*** Begin section ***

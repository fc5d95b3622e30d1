use std::sync::LazyLock;

use chrono::{DateTime, NaiveDateTime};
use regex::Regex;

/// Format of the `YYYY-MM-DDTHH:MM:SS` prefix shared by every remote timestamp.
const LOCAL_FORMAT: &str = "%Y-%m-%dT%H:%M:%S";

/// Byte length of the `YYYY-MM-DDTHH:MM:SS` prefix. Offset markers only count after it.
const SECONDS_FIELD_END: usize = 19;

static RE_COMPACT_OFFSET: LazyLock<Regex> =
    LazyLock::new(|| Regex::new(r"([+-])(\d{2})(\d{2})$").unwrap());

type ParseStrategy = fn(&str) -> Option<NaiveDateTime>;

/// Tried in order; the first strategy that yields a value wins.
const STRATEGIES: &[ParseStrategy] = &[parse_zulu, parse_with_offset, parse_local_prefix];

/// Parse a remote (Jira) timestamp into a wall-clock date-time.
///
/// Accepted shapes:
/// - `2024-01-15T10:30:00.000Z`
/// - `2024-01-15T10:30:00.000+0000`
/// - `2024-01-15T10:30:00.000+00:00`
/// - `2024-01-15T10:30:00` (with or without fractional seconds)
///
/// The zone is dropped after parsing: the result is the local time as written
/// in the source offset. Empty or unparseable input yields `None`.
pub fn parse_remote_timestamp(input: Option<&str>) -> Option<NaiveDateTime> {
    let s = input?.trim();
    if s.is_empty() {
        return None;
    }
    STRATEGIES.iter().find_map(|strategy| strategy(s))
}

fn parse_zulu(s: &str) -> Option<NaiveDateTime> {
    if !s.ends_with('Z') {
        return None;
    }
    DateTime::parse_from_rfc3339(s).ok().map(|dt| dt.naive_local())
}

fn parse_with_offset(s: &str) -> Option<NaiveDateTime> {
    let tail = s.get(SECONDS_FIELD_END..)?;
    if !tail.contains(['+', '-']) {
        return None;
    }
    let normalized = if tail.contains(':') {
        s.to_string()
    } else {
        RE_COMPACT_OFFSET.replace(s, "${1}${2}:${3}").into_owned()
    };
    DateTime::parse_from_rfc3339(&normalized)
        .ok()
        .map(|dt| dt.naive_local())
}

fn parse_local_prefix(s: &str) -> Option<NaiveDateTime> {
    let prefix = s.get(..SECONDS_FIELD_END)?;
    NaiveDateTime::parse_from_str(prefix, LOCAL_FORMAT).ok()
}

/// Elapsed time between two date-times in fractional hours at minute resolution.
/// A negative span (end before start) stays negative.
pub fn hours_between(start: NaiveDateTime, end: NaiveDateTime) -> f64 {
    let elapsed = end - start;
    elapsed.num_hours() as f64 + (elapsed.num_minutes() % 60) as f64 / 60.0
}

*** End section ***

▶ [Required work] Repeat exactly the lines starting at the line with "at minute resolution." and ending with the final line of the entries. Include nothing else.

▶ [Exercise answer]
/// Elapsed time between two date-times in fractional hours at minute resolution.
/// A negative span (end before start) stays negative.
pub fn hours_between(start: NaiveDateTime, end: NaiveDateTime) -> f64 {
    let elapsed = end - start;
    elapsed.num_hours() as f64 + (elapsed.num_minutes() % 60) as f64 / 60.0
}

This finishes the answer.